Ainda assim, FHC deseja ser visto como um bom pai ou pelo menos uma boa pessoa. À Folha, disse que atende Tomás nas necessidades afetivas "quando possível", como se estivesse numa audiência da Vara da Família. Se o filho não é dele e se ele nunca foi presente na vida dele, como afirma Mirian, por que ele se importa? O que entrega o sociopata são suas mentiras pois, para ele, o que importa é só a imagem que projeta de si mesmo, mesmo que seja contraditória. Devo desculpas a Mirian. Não conhecia sua versão dos fatos. Sabia, graças aos esforços investigativos da revista independente Caros Amigos, que FHC tinha um filho escondido na Europa, mas jamais vi a jornalista como a vítima. Na minha imaginação, ela era uma femme fatale (uma Glenn Close, já que estamos falando de Atração Fatal), que seduziu o senador e aplicou-lhe o "golpe da barriga" para arrancar dinheiro dele. Parece-me, no entanto, que foi ele quem a seduziu e enganou com a falsa promessa de que seu casamento já tinha acabado.

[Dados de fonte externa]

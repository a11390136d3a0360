use std::path::PathBuf;

use thiserror::Error;

use crate::renderer::RenderError;
use crate::runtime::error::{InteractionError, RuntimeError};
use crate::runtime::run::RunnerError;

#[derive(Debug, Error)]
pub enum PlaypageError {
    #[error("unknown script `{0}`; run `playpage list` to see the available ones")]
    UnknownScript(String),

    #[error("invalid config: {0}")]
    Config(String),

    #[error("I/O error while {operation} at {path}: {source}")]
    Io {
        operation: &'static str,
        path: PathBuf,
        #[source]
        source: std::io::Error,
    },

    #[error("server error on {addr}: {source}")]
    Server {
        addr: String,
        #[source]
        source: std::io::Error,
    },

    #[error("script error: {0}")]
    Runtime(#[from] RuntimeError),

    #[error("interaction rejected: {0}")]
    Interaction(#[from] InteractionError),

    #[error(transparent)]
    Render(#[from] RenderError),
}

impl From<RunnerError> for PlaypageError {
    fn from(err: RunnerError) -> Self {
        match err {
            RunnerError::Interaction(e) => PlaypageError::Interaction(e),
            RunnerError::Runtime(e) => PlaypageError::Runtime(e),
        }
    }
}
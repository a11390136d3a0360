use std::str::FromStr;

use crate::runtime::error::InteractionError;
use crate::runtime::value::WidgetKey;

/// Form field naming the button that submitted the page.
pub const CLICK_FIELD: &str = "__click";

/// A single user action between two execution passes.
#[derive(Debug, Clone, PartialEq, Eq)]
pub enum Interaction {
    Set { key: WidgetKey, value: String },
    Click { key: WidgetKey },
}

impl Interaction {
    pub fn set(key: impl Into<WidgetKey>, value: impl Into<String>) -> Self {
        Interaction::Set {
            key: key.into(),
            value: value.into(),
        }
    }

    pub fn click(key: impl Into<WidgetKey>) -> Self {
        Interaction::Click { key: key.into() }
    }

    pub fn key(&self) -> &WidgetKey {
        match self {
            Interaction::Set { key, .. } | Interaction::Click { key } => key,
        }
    }

    /// Turns submitted form fields into interactions. Sets keep their order;
    /// the click, if any, is applied last.
    pub fn from_form<'a, I>(pairs: I) -> Vec<Interaction>
    where
        I: IntoIterator<Item = (&'a str, &'a str)>,
    {
        let mut out = Vec::new();
        let mut click = None;
        for (name, value) in pairs {
            if name == CLICK_FIELD {
                if !value.is_empty() {
                    click = Some(Interaction::click(value));
                }
            } else if !name.is_empty() {
                out.push(Interaction::set(name, value));
            }
        }
        out.extend(click);
        out
    }
}

impl FromStr for Interaction {
    type Err = InteractionError;

    /// `click:<key>` or `<key>=<value>`. Only the first `=` separates.
    fn from_str(s: &str) -> Result<Self, Self::Err> {
        if let Some(key) = s.strip_prefix("click:") {
            if key.is_empty() {
                return Err(InteractionError::Malformed(s.to_string()));
            }
            return Ok(Interaction::click(key));
        }
        match s.split_once('=') {
            Some((key, value)) if !key.is_empty() => Ok(Interaction::set(key, value)),
            _ => Err(InteractionError::Malformed(s.to_string())),
        }
    }
}

#[cfg(test)]
mod tests {
    use super::*;

    #[test]
    fn parses_click_and_set() {
        assert_eq!("click:go".parse::<Interaction>().unwrap(), Interaction::click("go"));
        assert_eq!(
            "text_input:Message=a=b".parse::<Interaction>().unwrap(),
            Interaction::set("text_input:Message", "a=b")
        );
        assert_eq!("k=".parse::<Interaction>().unwrap(), Interaction::set("k", ""));
    }

    #[test]
    fn rejects_malformed() {
        for raw in ["", "click:", "=value", "no-separator"] {
            assert!(matches!(raw.parse::<Interaction>(), Err(InteractionError::Malformed(_))), "{raw}");
        }
    }

    #[test]
    fn form_click_goes_last() {
        let got = Interaction::from_form([("__click", "go"), ("a", "1"), ("b", "")]);
        assert_eq!(
            got,
            vec![Interaction::set("a", "1"), Interaction::set("b", ""), Interaction::click("go")]
        );
    }
}
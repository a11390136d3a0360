use playpage::interaction::Interaction;
use playpage::runtime::events::RenderEvent;
use playpage::runtime::Runner;
use playpage::scripts::hello::{BUTTON_LABEL, IDLE_TEXT, MESSAGE_DEFAULT, TITLE};
use playpage::scripts;

const MESSAGE_KEY: &str = "text_input:Message";
const BUTTON_KEY: &str = "button:Say it";

fn runner() -> Runner {
    Runner::new(scripts::find("hello").expect("hello script"))
}

#[test]
fn initial_load_shows_title_and_default_branch() {
    let mut runner = runner();
    let pass = runner.load().unwrap();

    assert_eq!(pass.events.first(), Some(&RenderEvent::Title(TITLE.into())));
    assert_eq!(pass.text_value(MESSAGE_KEY), Some(MESSAGE_DEFAULT));
    assert!(pass.displays(IDLE_TEXT));
    assert!(!pass.displays("You said"));
    assert!(pass
        .events
        .iter()
        .any(|ev| matches!(ev, RenderEvent::Button { label, .. } if label == BUTTON_LABEL)));
}

#[test]
fn click_shows_alternate_text_then_resets() {
    let mut runner = runner();
    runner.load().unwrap();

    let clicked = runner.interact(&Interaction::click(BUTTON_KEY)).unwrap().clone();
    assert!(clicked.displays("You said: Hello"));
    assert!(!clicked.displays(IDLE_TEXT));
    assert_eq!(clicked.text_value(MESSAGE_KEY), Some("Hello"));

    let next = runner.rerun().unwrap();
    assert!(next.displays(IDLE_TEXT));
    assert!(!next.displays("You said"));
}

#[test]
fn text_input_reflects_values_verbatim() {
    for value in ["", "<b>bold</b> & \"quotes\"", "  spaced  ", "multi\nline", "Xin chào"] {
        let mut runner = runner();
        runner.load().unwrap();
        let pass = runner.interact(&Interaction::set(MESSAGE_KEY, value)).unwrap();
        assert_eq!(pass.text_value(MESSAGE_KEY), Some(value));
        assert_eq!(
            runner.session().value(MESSAGE_KEY).and_then(|v| v.as_text()),
            Some(value)
        );
    }
}

#[test]
fn typed_value_survives_click() {
    let mut runner = runner();
    runner.load().unwrap();
    runner.interact(&Interaction::set(MESSAGE_KEY, "<i>hi</i>")).unwrap();
    let pass = runner.interact(&Interaction::click(BUTTON_KEY)).unwrap();
    assert!(pass.displays("You said: <i>hi</i>"));
    assert_eq!(pass.text_value(MESSAGE_KEY), Some("<i>hi</i>"));
}

#[test]
fn identical_state_gives_identical_output() {
    let mut first = runner();
    let mut second = runner();
    let a = first.load().unwrap().clone();
    let b = second.load().unwrap().clone();
    assert_eq!(a.events, b.events);

    let again = first.rerun().unwrap();
    assert_eq!(again.events, a.events);

    let json_a = serde_json::to_string(&a).unwrap();
    let json_b = serde_json::to_string(&b).unwrap();
    assert_eq!(json_a, json_b);
}

#[test]
fn script_is_registered() {
    let names: Vec<&str> = scripts::all().iter().map(|s| s.name()).collect();
    assert!(names.contains(&"hello"));
    assert!(names.contains(&"landing"));
    assert!(scripts::find("missing").is_none());
}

Ao decidir ter o filho de um futuro presidente, Mirian tornou-se prisioneira de sua escolha. Teve sua vida profissional arruinada. Não é devidamente reconhecida pelo trabalho que prestou à Globo. Sofreu um processo muito público de intimidação, do qual participaram não só FHC como também ACM e Conti. A mídia – a maior revista e a maior emissora de televisão do país – desviou-se de sua função sagrada de informar doa a quem doer e foi manipulada pelo poder político para abafar o caso. FHC destruiu a vida pessoal e profissional de Miriam. Sim, ela obteve algum ganho financeiro, mas será que compensou a dor psicológica? Como afirma Maria Goretti, a história de Mirian lembra a de todas as mulheres. E é por isso que peço desculpas não só a ela, mas a todas as mulheres em situação semelhante – que não são poucas – por ter acreditado na versão masculina da história. Eu acreditava estar crendo num sociólogo, mas na verdade estava crendo num sociopata. Prometo tentar ser mais imparcial da próxima vez.